Dès 2016, le lobby pro-israélien s’emploie en effet à ce qu’un nombre croissant d’États entérine la définition de l’antisémitisme établie par l’Alliance internationale pour la mémoire de l’Holocauste (IHRA) et promue par le Parlement européen1. Floue au possible (« L’antisémitisme est une certaine perception des Juifs, qui peut être exprimée comme une haine envers les Juifs »), elle s’accompagne de onze exemples dont sept confondent critique d’Israël et antisémitisme. L’objectif ? Non seulement discipliner les débats sur la question palestinienne, mais aussi discréditer ou interdire les mobilisations de type Boycott, désinvestissement, sanctions (BDS).

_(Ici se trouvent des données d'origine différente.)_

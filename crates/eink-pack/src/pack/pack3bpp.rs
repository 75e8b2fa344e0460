//! 3 bpp in nibble slots: each 3-bit value is stored as `v << 1` in a
//! 4-bit nibble, two pixels per byte, high nibble first.

/// `ceil(width / 2)`: one nibble per pixel, not `ceil(3 * width / 8)`.
#[inline]
pub(crate) fn bytes_per_row(width: usize) -> usize {
    width.div_ceil(2)
}

/// Pack 3-bit indices (`v & 0x07`) into nibble slots.
///
/// ```
/// use eink_pack::pack::pack_3bpp;
///
/// assert_eq!(pack_3bpp(&[5, 2], 2, 1), vec![0xA4]);
/// ```
pub fn pack_3bpp(indices: &[u8], width: usize, height: usize) -> Vec<u8> {
    let mut out = Vec::with_capacity(bytes_per_row(width) * height);
    if width == 0 {
        return out;
    }
    let nibble = |v: u8| ((v & 0x07) << 1) & 0x0F;
    for row in indices.chunks(width).take(height) {
        out.extend(row.chunks(2).map(|pair| match *pair {
            [hi, lo] => (nibble(hi) << 4) | nibble(lo),
            [hi] => nibble(hi) << 4,
            _ => 0,
        }));
    }
    out
}

/// Expand a nibble-slot 3 bpp buffer back to indices.
pub fn unpack_3bpp(buf: &[u8], width: usize, height: usize) -> Vec<u8> {
    let stride = bytes_per_row(width);
    let mut out = Vec::with_capacity(width * height);
    for y in 0..height {
        for x in 0..width {
            let byte = buf[y * stride + x / 2];
            let nib = if x % 2 == 0 { byte >> 4 } else { byte & 0x0F };
            out.push((nib >> 1) & 0x07);
        }
    }
    out
}

#[cfg(test)]
mod tests {
    use super::*;

    #[test]
    fn test_adjacent_values() {
        assert_eq!(pack_3bpp(&[5, 2], 2, 1), vec![(5 << 1) << 4 | (2 << 1)]);
        assert_eq!(pack_3bpp(&[5, 2], 2, 1), vec![0xA4]);
    }

    #[test]
    fn test_nibble_aligned_not_dense() {
        // 8 pixels take 4 bytes, not 3
        assert_eq!(pack_3bpp(&[7; 8], 8, 1), vec![0xEE; 4]);
    }

    #[test]
    fn test_odd_width_pads_low_nibble() {
        assert_eq!(pack_3bpp(&[1, 2, 3, 4, 5, 6], 3, 2), vec![0x24, 0x60, 0x8A, 0xC0]);
    }

    #[test]
    fn test_masks_to_three_bits() {
        assert_eq!(pack_3bpp(&[0x0F, 0x08], 2, 1), vec![0xE0]);
    }

    #[test]
    fn test_unpack_roundtrip() {
        let idx: Vec<u8> = (0..35).map(|i| (i % 8) as u8).collect();
        let packed = pack_3bpp(&idx, 7, 5);
        assert_eq!(unpack_3bpp(&packed, 7, 5), idx);
    }
}
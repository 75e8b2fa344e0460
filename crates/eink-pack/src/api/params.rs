//! Per-request conversion parameters.

use serde::{Deserialize, Serialize};

/// Threshold used when a request does not name one.
pub const DEFAULT_THRESHOLD: u8 = 128;

/// Knobs a caller sets per conversion.
///
/// `dither` is a name rather than an enum because its meaning depends on
/// the target: gray targets accept `none`, `simple2d`, `floyd-steinberg` and
/// `jarvis`; palette targets accept any kernel name (see
/// [`ColorKernel::from_name`](crate::ColorKernel::from_name)).
#[derive(Debug, Clone, PartialEq, Eq, Serialize, Deserialize)]
#[serde(default)]
pub struct ConvertParams {
    pub dither: Option<String>,
    /// Mono threshold (0-255). Ignored by gray-level and palette targets.
    pub threshold: u8,
    /// Invert intensities (gray targets) or R, G and B (palette targets)
    /// before quantizing.
    pub invert: bool,
}

impl Default for ConvertParams {
    fn default() -> Self {
        Self {
            dither: None,
            threshold: DEFAULT_THRESHOLD,
            invert: false,
        }
    }
}

impl ConvertParams {
    pub fn with_dither(mut self, dither: impl Into<String>) -> Self {
        self.dither = Some(dither.into());
        self
    }

    pub fn with_threshold(mut self, threshold: u8) -> Self {
        self.threshold = threshold;
        self
    }

    pub fn with_invert(mut self, invert: bool) -> Self {
        self.invert = invert;
        self
    }

    /// Dither name with `None` folded to `""`.
    pub(crate) fn dither_name(&self) -> &str {
        self.dither.as_deref().unwrap_or("")
    }
}
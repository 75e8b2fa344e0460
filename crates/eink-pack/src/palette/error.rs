//! Error types for palette operations.

use std::num::ParseIntError;

/// Error type for parsing hex color strings.
#[derive(Debug, Clone, PartialEq, thiserror::Error)]
pub enum ParseColorError {
    /// Hex string has invalid length (must be 3 or 6 characters after stripping '#')
    #[error("invalid hex color length (expected 3 or 6 characters)")]
    InvalidLength,
    /// Invalid hexadecimal character encountered
    #[error("invalid hex character: {0}")]
    InvalidHex(#[from] ParseIntError),
}

/// Error type for palette validation.
#[derive(Debug, Clone, PartialEq, thiserror::Error)]
pub enum PaletteError {
    /// No colors provided in palette
    #[error("palette cannot be empty")]
    EmptyPalette,
    /// More entries than an index grid can address
    #[error("palette has {len} colors, at most {max} are supported")]
    TooManyColors { len: usize, max: usize },
    /// Invalid hex color string
    #[error("invalid color at index {index}: {source}")]
    ParseColor {
        index: usize,
        #[source]
        source: ParseColorError,
    },
}

#[cfg(test)]
mod tests {
    use super::*;

    #[test]
    fn test_display_messages() {
        assert_eq!(
            PaletteError::EmptyPalette.to_string(),
            "palette cannot be empty"
        );
        assert_eq!(
            PaletteError::TooManyColors { len: 300, max: 256 }.to_string(),
            "palette has 300 colors, at most 256 are supported"
        );
        assert_eq!(
            PaletteError::ParseColor {
                index: 2,
                source: ParseColorError::InvalidLength
            }
            .to_string(),
            "invalid color at index 2: invalid hex color length (expected 3 or 6 characters)"
        );
    }
}
//! Test fixtures: PNG builders and board files.

use std::path::{Path, PathBuf};

use inkpack::services::image_io::encode_rgba_png;
use eink_pack::Rgba;

/// A small board file with one board per packer family
pub const TEST_BOARDS_JSON: &str = r#"{
  "boards": [
    {
      "board": "Tiny",
      "display_width": 8,
      "display_height": 2,
      "modes": [
        { "id": "bw", "bpp": 1, "defaults": { "threshold": 100 } },
        { "id": "bwr", "bpp": 2 },
        { "id": "gray8", "bpp": 3, "levels": 8 },
        { "id": "gray16", "bpp": 4, "levels": 16, "defaults": { "dither": "jarvis" } },
        { "id": "acep7", "bpp": 5, "levels": 7 }
      ]
    }
  ]
}"#;

/// Same boards as YAML
pub const TEST_BOARDS_YAML: &str = r#"
boards:
  - board: Tiny
    display_width: 8
    display_height: 2
    modes:
      - id: bw
        bpp: 1
"#;

/// Horizontal gray ramp from black to white
pub fn gradient(width: u32, height: u32) -> Vec<Rgba> {
    let mut pixels = Vec::with_capacity((width * height) as usize);
    for _ in 0..height {
        for x in 0..width {
            let v = if width > 1 { (x * 255 / (width - 1)) as u8 } else { 0 };
            pixels.push(Rgba::gray(v));
        }
    }
    pixels
}

/// Every pixel the same color
pub fn solid(width: u32, height: u32, color: Rgba) -> Vec<Rgba> {
    vec![color; (width * height) as usize]
}

/// Encode `pixels` and write them to `dir/name`
pub fn write_png(dir: &Path, name: &str, pixels: &[Rgba], width: u32, height: u32) -> PathBuf {
    let path = dir.join(name);
    let bytes = encode_rgba_png(pixels, width, height).expect("encode fixture");
    std::fs::write(&path, bytes).expect("write fixture");
    path
}

/// Write the test board file into `dir`
pub fn write_boards(dir: &Path) -> PathBuf {
    let path = dir.join("boards.json");
    std::fs::write(&path, TEST_BOARDS_JSON).expect("write boards");
    path
}
//! Pixel types and tone reduction.
//!
//! - [`Rgba`]: 8-bit RGBA sample, the input format of every conversion
//! - [`luminance()`]: Rec. 709 luma used by the grayscale paths

mod rgba;
mod tone;

pub use rgba::Rgba;
pub use tone::{invert_gray, luminance, to_grayscale};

Car refuser la définition de l’IHRA revient à encourir ipso facto le soupçon d’antisémitisme. Après une campagne contre le dirigeant du Parti travailliste britannique Jeremy Corbyn, un partisan de la cause palestinienne injustement accusé de judéophobie2, le Labour a lui-même dû adopter cette définition. Y souscrivent désormais quarante-trois États3, dont la France, depuis 2019, à l’instigation de M. Macron. La Commission nationale consultative des droits de l’homme a pourtant fait savoir qu’elle « n’est pas favorable à cette transposition », qu’il « est contraire au droit constitutionnel français d’opérer pareille distinction entre les racismes ». Et a conclu : « Il est également nécessaire d’éviter toute instrumentalisation de la lutte contre l’antisémitisme, et ne pas amalgamer à du racisme la critique légitime d’un État et de sa politique, droit fondamental en démocratie »4. Peine perdue. Sur des bases souvent farfelues ou au prétexte d’une maladresse, des personnes aussi différentes que les dessinateurs Siné et Plantu, les humoristes Charline Vanhoenacker et Guillaume Meurice, M. François Ruffin et Daniel Mermet, les intellectuel(le)s Pierre Bourdieu, Judith Butler, Noam Chomsky, Edgar Morin, Pascal Boniface, les représentantes démocrates américaines Ilhan Omar et Rashida Tlaib, Hugo Chávez et Dominique de Villepin, sans oublier Charles de Gaulle, ont été amalgamés à la lie de l’humanité.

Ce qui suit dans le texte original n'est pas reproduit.